=== Input for this task ===
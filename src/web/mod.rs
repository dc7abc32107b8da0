//! The form front-end: one page to submit, one page with the results.

use std::num::NonZeroU16;
use std::sync::Arc;

use axum::Router;
use axum::extract::DefaultBodyLimit;
use tower_http::services::ServeDir;
use tracing::{error, info};

use crate::constants::{MAX_UPLOAD_BYTES, STATIC_DIR};
use crate::pipeline::Pipeline;

mod form;
mod prelude;
mod views;

use views::{generate_handler, index_handler};

#[derive(Clone, Debug)]
pub(crate) struct AppState {
    pipeline: Arc<Pipeline>,
}

impl AppState {
    fn new(pipeline: Arc<Pipeline>) -> Self {
        Self { pipeline }
    }
}

fn create_router() -> Router<AppState> {
    Router::new()
        .route("/", axum::routing::get(index_handler))
        .route("/generate", axum::routing::post(generate_handler))
        .nest_service("/static", ServeDir::new(STATIC_DIR))
        .layer(DefaultBodyLimit::max(MAX_UPLOAD_BYTES))
}

async fn shutdown_signal() {
    if let Err(err) = tokio::signal::ctrl_c().await {
        error!("Failed to listen for shutdown signal: {}", err);
    }
    info!("Shutting down");
}

/// Binds the listener and serves until ctrl-c.
pub async fn setup_server(
    listen_addr: &str,
    port: NonZeroU16,
    pipeline: Arc<Pipeline>,
) -> Result<(), anyhow::Error> {
    let app = create_router().with_state(AppState::new(pipeline));

    let addr = format!("{}:{}", listen_addr, port);
    info!("Starting server on http://{}", addr);
    let listener = tokio::net::TcpListener::bind(&addr).await?;
    if let Err(err) = axum::serve(listener, app)
        .with_graceful_shutdown(shutdown_signal())
        .await
    {
        error!("Server error: {}", err);
    }
    Ok(())
}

=== Problem to work on ===
Within the material above, find the lines that contain the word "Self"; copy them.

=== Result of this task ===
    fn new(pipeline: Arc<Pipeline>) -> Self {
        Self { pipeline }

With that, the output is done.